Issue (i): whether the clearances of the two biscuit and confectionery units were liable to be clubbed on the basis of common control and mutuality of interest.
Analysis: The records showed common family control over the units, common handling of procurement, production, dispatch, recovery of sale proceeds and maintenance of private records. The units were found to have operated through the same persons, with goods moved under the same bogus invoices or dispatch slips, payments collected through common channels, and proceeds deposited in benami accounts operated by the same controlling persons. On these facts, the distinction between the units was held to be artificial and the financial and operational interdependence established mutuality of interest.
Conclusion: The clubbing of clearances was upheld, against the assessee.
Issue (ii): whether the demand of duty with interest and the penalty were sustainable in view of the evidence of clandestine manufacture, removal, bogus invoices and benami bank accounts.
Analysis: The adjudicatory record contained recovered kacha registers, private ledgers, statements of employees and buyers, repeated use of the same invoice numbers, transport of goods under bogus invoices, and routing of receipts through fake bank accounts.
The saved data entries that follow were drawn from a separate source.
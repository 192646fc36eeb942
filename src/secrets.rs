//! Secret resolution
//!
//! Credentials are either given inline or referenced by name. A
//! reference is resolved through a [`SecretStore`] exactly once per
//! invocation, and only when no inline value is present.

use anyhow::{Context, Result};
use std::collections::HashMap;
use std::path::Path;

use crate::error::ProviderError;

/// Resolves named secrets.
pub trait SecretStore: Send + Sync {
    /// Look up a secret, failing with `SecretNotFound` if it is not there.
    fn get_secret(&self, name: &str) -> Result<String, ProviderError>;
}

/// Reads secrets from environment variables.
///
/// The name is upper-cased, every character that is not alphanumeric
/// becomes `_`, and the prefix is prepended: `/prod/db/sa` with prefix
/// `MSSQL_SECRET_` reads `MSSQL_SECRET__PROD_DB_SA`.
#[derive(Debug, Clone)]
pub struct EnvSecretStore {
    prefix: String,
}

impl EnvSecretStore {
    pub fn new(prefix: impl Into<String>) -> Self {
        Self {
            prefix: prefix.into(),
        }
    }

    pub fn variable_name(&self, name: &str) -> String {
        let normalized: String = name
            .chars()
            .map(|c| {
                if c.is_ascii_alphanumeric() {
                    c.to_ascii_uppercase()
                } else {
                    '_'
                }
            })
            .collect();
        format!("{}{}", self.prefix, normalized)
    }
}

impl SecretStore for EnvSecretStore {
    fn get_secret(&self, name: &str) -> Result<String, ProviderError> {
        let var = self.variable_name(name);
        std::env::var(&var).map_err(|e| ProviderError::SecretNotFound {
            name: name.to_string(),
            reason: format!("{var}: {e}"),
        })
    }
}

/// In-memory secrets, optionally loaded from a TOML file of
/// `name = "value"` pairs.
#[derive(Debug, Clone, Default)]
pub struct StaticSecretStore {
    values: HashMap<String, String>,
}

impl StaticSecretStore {
    pub fn new() -> Self {
        Self::default()
    }

    pub fn with(mut self, name: impl Into<String>, value: impl Into<String>) -> Self {
        self.values.insert(name.into(), value.into());
        self
    }

    pub fn from_toml_file(path: &Path) -> Result<Self> {
        let content = std::fs::read_to_string(path)
            .with_context(|| format!("Could not read secrets file: {}", path.display()))?;
        let values: HashMap<String, String> = toml::from_str(&content)
            .with_context(|| format!("Invalid TOML format in secrets file {}", path.display()))?;
        log::debug!("Loaded {} secrets from {}", values.len(), path.display());
        Ok(Self { values })
    }
}

impl SecretStore for StaticSecretStore {
    fn get_secret(&self, name: &str) -> Result<String, ProviderError> {
        self.values
            .get(name)
            .cloned()
            .ok_or_else(|| ProviderError::SecretNotFound {
                name: name.to_string(),
                reason: "parameter not found".to_string(),
            })
    }
}

/// A credential as declared in resource properties.
#[derive(Clone, PartialEq, Eq)]
pub enum Credential {
    /// `Password`
    Inline(String),
    /// `PasswordParameterName`
    Reference(String),
}

impl Credential {
    /// Pick the credential from the two optional properties; inline wins.
    pub fn from_parts(inline: Option<String>, reference: Option<String>) -> Option<Self> {
        match (inline, reference) {
            (Some(password), _) => Some(Self::Inline(password)),
            (None, Some(name)) => Some(Self::Reference(name)),
            (None, None) => None,
        }
    }

    pub fn resolve(&self, store: &dyn SecretStore) -> Result<String, ProviderError> {
        match self {
            Self::Inline(password) => Ok(password.clone()),
            Self::Reference(name) => {
                log::debug!("Resolving password parameter {name}");
                store.get_secret(name)
            }
        }
    }
}

impl std::fmt::Debug for Credential {
    fn fmt(&self, f: &mut std::fmt::Formatter<'_>) -> std::fmt::Result {
        match self {
            Self::Inline(_) => f.write_str("Inline(***)"),
            Self::Reference(name) => f.debug_tuple("Reference").field(name).finish(),
        }
    }
}
//! Database-level permission grants
//!
//! Create and Update both issue GRANT, which is idempotent. The identity
//! embeds the permission and the current ids of grantee and database, so
//! renaming either yields a new identity.

use lifecycle::{Change, Outcome};

use super::{Reconciler, RequestContext, ResourceKind, execute_tolerating_missing, unresolved};
use crate::connection::Connection;
use crate::error::Result;
use crate::identity::Identity;
use crate::properties::GrantProperties;

#[derive(Debug, Default)]
pub struct GrantReconciler;

impl GrantReconciler {
    fn grant(
        ctx: &RequestContext<'_>,
        props: &GrantProperties,
        conn: &mut Connection,
        change: Change,
    ) -> Result<Outcome> {
        log::info!(
            "Granting {} on {} to {}",
            props.permission,
            props.database,
            props.user_name
        );
        conn.session().execute(&format!(
            "GRANT {} ON DATABASE::[{}] TO [{}]",
            props.permission, props.database, props.user_name
        ))?;

        let identity = Identity::of_grant(
            conn.session(),
            ctx.scope(),
            &props.permission,
            &props.database,
            &props.user_name,
        )?
        .ok_or_else(|| {
            unresolved(
                ResourceKind::Grant,
                &format!("{} to {}", props.permission, props.user_name),
            )
        })?;

        Ok(Outcome::success(identity.to_string(), change)
            .with_attribute("Permission", &props.permission)
            .with_attribute("UserName", &props.user_name)
            .with_attribute("Database", &props.database))
    }
}

impl Reconciler for GrantReconciler {
    type Properties = GrantProperties;

    fn kind(&self) -> ResourceKind {
        ResourceKind::Grant
    }

    fn create(
        &self,
        ctx: &RequestContext<'_>,
        props: &GrantProperties,
        conn: &mut Connection,
    ) -> Result<Outcome> {
        Self::grant(ctx, props, conn, Change::Created)
    }

    fn update(
        &self,
        ctx: &RequestContext<'_>,
        props: &GrantProperties,
        conn: &mut Connection,
    ) -> Result<Outcome> {
        Self::grant(ctx, props, conn, Change::Modified)
    }

    fn delete(
        &self,
        _ctx: &RequestContext<'_>,
        props: &GrantProperties,
        conn: &mut Connection,
    ) -> Result<Outcome> {
        log::info!(
            "Revoking {} on {} from {}",
            props.permission,
            props.database,
            props.user_name
        );
        let revoked = execute_tolerating_missing(
            conn,
            &format!(
                "REVOKE {} ON DATABASE::[{}] FROM [{}]",
                props.permission, props.database, props.user_name
            ),
        )?;
        let change = if revoked {
            Change::Removed
        } else {
            Change::Retained
        };
        Ok(Outcome::success("", change))
    }
}
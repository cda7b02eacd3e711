//! Derived lore vectors: an eventually-consistent projection of lore
//! entry text into embedding space. Rows may be absent (not yet
//! computed) or carry a NULL embedding (content changed or the
//! embedding backend was unavailable) — retrieval tolerates both.

use rusqlite::params;

use super::*;

#[derive(Debug, Clone)]
pub struct LoreVector {
    pub lore_id: String,
    pub embedding: Option<Vec<f32>>,
}

impl StoryDB {
    pub fn upsert_lore_vector(
        &self,
        lore_id: &str,
        story_id: &str,
        content: &str,
        embedding: Option<&[f32]>,
    ) -> Result<(), StoryError> {
        let blob = embedding.map(crate::ai::embedding_to_bytes);
        let conn = self.conn()?;
        conn.execute(
            "INSERT INTO lore_vectors (lore_id, story_id, content, embedding, updated_at) \
             VALUES (?1, ?2, ?3, ?4, ?5) \
             ON CONFLICT(lore_id) DO UPDATE SET content = ?3, embedding = ?4, updated_at = ?5",
            params![lore_id, story_id, content, blob, now_ms()],
        )?;
        Ok(())
    }

    pub fn story_vectors(&self, story_id: &str) -> Result<Vec<LoreVector>, StoryError> {
        let conn = self.conn()?;
        let mut stmt = conn.prepare(
            "SELECT lore_id, embedding FROM lore_vectors WHERE story_id = ?1",
        )?;
        let rows = stmt
            .query_map([story_id], |r| {
                let blob: Option<Vec<u8>> = r.get(1)?;
                Ok(LoreVector {
                    lore_id: r.get(0)?,
                    embedding: blob.map(|b| crate::ai::bytes_to_embedding(&b)),
                })
            })?
            .collect::<Result<Vec<_>, _>>()?;
        Ok(rows)
    }
}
These materials supported the finding of unaccounted manufacture and removal and justified application of the demand provisions with interest and penal consequences. The Tribunal found no infirmity in the conclusion that the appellant's conduct amounted to deliberate evasion.
Conclusion: The duty demand, interest and penalty were sustained, against the assessee.
Final Conclusion: The appeal failed in full, and the impugned order was affirmed on all material issues.
Ratio Decidendi: Where common control, intermingled accounts, bogus invoicing and shared sale proceeds show that separate units function as one economic enterprise, their clearances may be clubbed and the resulting clandestine removals attract duty and penalty consequences.